Negligence and Duty of Care in Sport

Guest blogger, and University of Gloucester Lecturer in Law Matt Beecham, provides us with an assessment of the likelihood of a successful claim in negligence against a sporting governing body.


It is not uncommon for injuries to occur to the participants in a sporting contest. The risk of injury, particularly in contact sports, is a recognised occupational hazard of the sport. However, as sport becomes more commercialised we are witnessing an unprecedented growth in litigation where claims for negligence are becoming more commonplace. The past few months have thrown up numerous examples of former professional athletes now suffering life-limiting conditions following retirement from sport. The most recent of these is former England Rugby Union World Cup winner, Steve Thompson and seven former players who are considering a claim of negligence against the sporting governing body.  The following piece will examine what is currently known about the duty of care owed by sporting governing bodies and the likelihood of such a claim succeeding.

The tort of negligence occurs when someone breaches a duty of care they owe to someone else.
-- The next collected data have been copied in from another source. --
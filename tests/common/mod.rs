//! Listeners, loaders and tracers shared by the integration tests.

#![allow(dead_code)]

use std::sync::atomic::{AtomicU64, AtomicUsize, Ordering};
use std::sync::Arc;

use parking_lot::Mutex;
use path_flow::{
    Delivery, EvaluationResult, FormulaId, LoadRequest, ObjectId, PathChangeEvent, PathListener,
    PropertyLoader, SpanId, Tracer, Value,
};

/// Records every event, one `graph_changed` call at a time.
#[derive(Default)]
pub struct Recorder {
    events: Mutex<Vec<PathChangeEvent>>,
}

impl Recorder {
    pub fn new() -> Arc<Self> {
        Arc::new(Self::default())
    }

    pub fn events(&self) -> Vec<PathChangeEvent> {
        self.events.lock().clone()
    }

    pub fn new_values(&self) -> Vec<Value> {
        self.events
            .lock()
            .iter()
            .map(|e| e.new_value().clone())
            .collect()
    }

    pub fn clear(&self) {
        self.events.lock().clear();
    }
}

impl PathListener for Recorder {
    fn graph_changed(&self, event: &PathChangeEvent) {
        self.events.lock().push(event.clone());
    }
}

/// Records one entry per batch.
#[derive(Default)]
pub struct BatchRecorder {
    batches: Mutex<Vec<(Vec<PathChangeEvent>, bool)>>,
}

impl BatchRecorder {
    pub fn new() -> Arc<Self> {
        Arc::new(Self::default())
    }

    pub fn batches(&self) -> Vec<(Vec<PathChangeEvent>, bool)> {
        self.batches.lock().clone()
    }
}

impl PathListener for BatchRecorder {
    fn multiple_change(&self, events: &[PathChangeEvent], all_affect_same_roots: bool) {
        self.batches
            .lock()
            .push((events.to_vec(), all_affect_same_roots));
    }

    fn delivery(&self) -> Delivery {
        Delivery::Batched
    }
}

/// Holds asynchronous load requests until the test completes them.
#[derive(Default)]
pub struct QueueLoader {
    requests: Mutex<Vec<LoadRequest>>,
}

impl QueueLoader {
    pub fn new() -> Arc<Self> {
        Arc::new(Self::default())
    }

    pub fn pending(&self) -> usize {
        self.requests.lock().len()
    }

    /// Complete every pending request of `property` with `value`.
    pub fn complete(&self, property: &str, value: impl Into<Value>) {
        let value = value.into();
        let ready: Vec<LoadRequest> = {
            let mut requests = self.requests.lock();
            let (ready, waiting) = requests
                .drain(..)
                .partition(|r: &LoadRequest| r.property() == property);
            *requests = waiting;
            ready
        };
        for request in ready {
            request.complete(value.clone());
        }
    }
}

impl PropertyLoader for QueueLoader {
    fn load(&self, _bean_type: &str, property: &str) -> Value {
        Value::from(format!("loaded {property}"))
    }

    fn request(&self, request: LoadRequest) {
        self.requests.lock().push(request);
    }
}

/// Counts graph and formula activity.
#[derive(Default)]
pub struct CountingTracer {
    next_span: AtomicU64,
    pub batches: AtomicUsize,
    pub nodes_created: AtomicUsize,
    pub nodes_removed: AtomicUsize,
    pub drains: AtomicUsize,
    evaluations: Mutex<Vec<(FormulaId, ObjectId, EvaluationResult)>>,
}

impl CountingTracer {
    pub fn new() -> Arc<Self> {
        Arc::new(Self::default())
    }

    pub fn evaluations(&self) -> Vec<(FormulaId, ObjectId, EvaluationResult)> {
        self.evaluations.lock().clone()
    }

    pub fn evaluation_count(&self, formula: FormulaId) -> usize {
        self.evaluations
            .lock()
            .iter()
            .filter(|(id, _, _)| *id == formula)
            .count()
    }
}

impl Tracer for CountingTracer {
    fn new_span_id(&self) -> SpanId {
        SpanId(self.next_span.fetch_add(1, Ordering::Relaxed) + 1)
    }

    fn on_batch_end(&self, _span_id: SpanId, _events: usize) {
        self.batches.fetch_add(1, Ordering::Relaxed);
    }

    fn on_node_created(&self, _object: ObjectId, _property: &str) {
        self.nodes_created.fetch_add(1, Ordering::Relaxed);
    }

    fn on_node_removed(&self, _object: ObjectId, _property: &str) {
        self.nodes_removed.fetch_add(1, Ordering::Relaxed);
    }

    fn on_drain(&self, _span_id: SpanId, _dirty_roots: usize) {
        self.drains.fetch_add(1, Ordering::Relaxed);
    }

    fn on_formula_evaluated(
        &self,
        _span_id: SpanId,
        formula: FormulaId,
        root: ObjectId,
        result: EvaluationResult,
    ) {
        self.evaluations.lock().push((formula, root, result));
    }
}
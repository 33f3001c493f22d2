//! Startup configuration for the graph and the formula layer.

use std::time::Duration;

use serde::{Deserialize, Serialize};
use tracing::warn;

/// Environment variable switching formula support on or off.
pub const ENV_FORMULAS_ENABLED: &str = "PATH_FLOW_FORMULAS_ENABLED";
/// Environment variable holding the drain interval in milliseconds (0 = manual).
pub const ENV_DRAIN_INTERVAL_MS: &str = "PATH_FLOW_DRAIN_INTERVAL_MS";
/// Environment variable holding the worker pool size.
pub const ENV_WORKER_THREADS: &str = "PATH_FLOW_WORKER_THREADS";

const DEFAULT_DRAIN_INTERVAL_MS: u64 = 500;
const DEFAULT_WORKER_THREADS: usize = 3;

/// Configuration of a [`CachedObjectGraph`](crate::CachedObjectGraph).
#[derive(Debug, Clone, Copy, Default, PartialEq, Eq, Serialize, Deserialize)]
#[serde(default)]
pub struct GraphConfig {
    /// Read properties without blocking; unloaded values resolve to
    /// [`Value::NotReady`](crate::Value::NotReady) until they arrive.
    pub asynchronous: bool,
}

/// Configuration of a [`FormulaEnabledGraph`](crate::FormulaEnabledGraph).
#[derive(Debug, Clone, PartialEq, Eq, Serialize, Deserialize)]
#[serde(default)]
pub struct FormulaConfig {
    /// Whether formula paths may be registered at all.
    pub enabled: bool,
    /// Fixed delay between drains. `None` disables the background drain;
    /// call [`FormulaEnabledGraph::drain_now`](crate::FormulaEnabledGraph::drain_now)
    /// instead.
    pub drain_interval_ms: Option<u64>,
    /// Size of the background worker pool.
    pub worker_threads: usize,
}

impl Default for FormulaConfig {
    fn default() -> Self {
        Self {
            enabled: true,
            drain_interval_ms: Some(DEFAULT_DRAIN_INTERVAL_MS),
            worker_threads: DEFAULT_WORKER_THREADS,
        }
    }
}

impl FormulaConfig {
    /// Formulas enabled, drained only by explicit `drain_now` calls.
    pub fn manual() -> Self {
        Self {
            drain_interval_ms: None,
            ..Self::default()
        }
    }

    /// The drain delay, if background draining is configured.
    pub fn drain_interval(&self) -> Option<Duration> {
        self.drain_interval_ms
            .filter(|ms| *ms > 0)
            .map(Duration::from_millis)
    }

    /// Read the configuration from the process environment.
    pub fn from_env() -> Self {
        Self::from_lookup(|key| std::env::var(key).ok())
    }

    /// Read the configuration through `lookup`, falling back to defaults for
    /// missing or unparsable entries.
    pub fn from_lookup(lookup: impl Fn(&str) -> Option<String>) -> Self {
        let mut config = Self::default();

        if let Some(raw) = lookup(ENV_FORMULAS_ENABLED) {
            match parse_bool(&raw) {
                Some(enabled) => config.enabled = enabled,
                None => warn!(key = ENV_FORMULAS_ENABLED, value = %raw, "ignoring unparsable setting"),
            }
        }

        if let Some(raw) = lookup(ENV_DRAIN_INTERVAL_MS) {
            match raw.trim().parse::<u64>() {
                Ok(0) => config.drain_interval_ms = None,
                Ok(ms) => config.drain_interval_ms = Some(ms),
                Err(_) => warn!(key = ENV_DRAIN_INTERVAL_MS, value = %raw, "ignoring unparsable setting"),
            }
        }

        if let Some(raw) = lookup(ENV_WORKER_THREADS) {
            match raw.trim().parse::<usize>() {
                Ok(n) if n > 0 => config.worker_threads = n,
                _ => warn!(key = ENV_WORKER_THREADS, value = %raw, "ignoring unparsable setting"),
            }
        }

        config
    }
}

fn parse_bool(raw: &str) -> Option<bool> {
    match raw.trim().to_ascii_lowercase().as_str() {
        "1" | "true" | "yes" | "on" => Some(true),
        "0" | "false" | "no" | "off" => Some(false),
        _ => None,
    }
}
If the breach of this duty results in physical, mental, and/or financial loss to the individual to whom the duty is owed, a claim for negligence may follow. It has been recognised that in sport a duty of care is owed between the participants on the field of play, between the match official and participants, between coaches and participants, and between governing bodies and participants.

The relationship between a sporting governing body and its participants is the least explored of these areas. Whilst reported case law have accepted that it is fair, just and reasonable to impose a duty of care on governing bodies in respect of safety, the scope and definition of such a duty has not been fully established. This will provide the biggest hurdle for the class action being considered by the former rugby union players and their legal team.

The leading case in terms of the duty of care owed by governing bodies in UK law is Watson v British Boxing Board of Control [2001] QB 1134, where the governing body was held to be liable for the horrific injuries suffered by Michael Watson in his boxing bout with Chris Eubank. The court ruled that when a governing body assumes a regulatory rather than advisory role they then open themselves to potential liability.  In this instance, the British Boxing Board of Control (BBBC) was responsible for promotion of safety in the sport and was held to have failed in that duty by not supplying adequate ringside medical care. In reaching its decision, the Court of Appeal came to key conclusions regarding the relationship of the BBBC and its members. The Court considered the significant degree of control that the BBBC had over all aspects of professional boxing in the UK, therefore, it was in the best position to determine the appropriate safety controls. Secondly, given that the sport is inherently dangerous, the BBBC was under a duty to minimise those risks and this extended to the provision of adequate ringside medical treatment. Thirdly, that given the BBBCs control, they had specialist knowledge of such risks and lastly, that those advising on safety issues and medical treatment should have up-to-date knowledge of current best practices including emergency treatment of serious ringside injuries such as the ones suffered by the claimant.

In effect, the judgment outlines control and reliance as being two key factors when assessing whether a duty of care exists. However, as Lord Phillips identified, “if a governing body simply issued safety advice to all participants, it would be strongly arguable that there would not be sufficient proximity between the parties.” This outlines the difference between a governing body that makes and enforces rules against one who merely provides safety advice.  It is arguably relatively easy for the court to establish control where a regulatory body focuses on a specific class of people and can expel members who do not comply with the rules. Once control is established, it is then possible to determine reliance. Therefore, the more control a governing body has, the more likely that reliance exists between it and its members, and the more likely a court will establish that a duty of care exists.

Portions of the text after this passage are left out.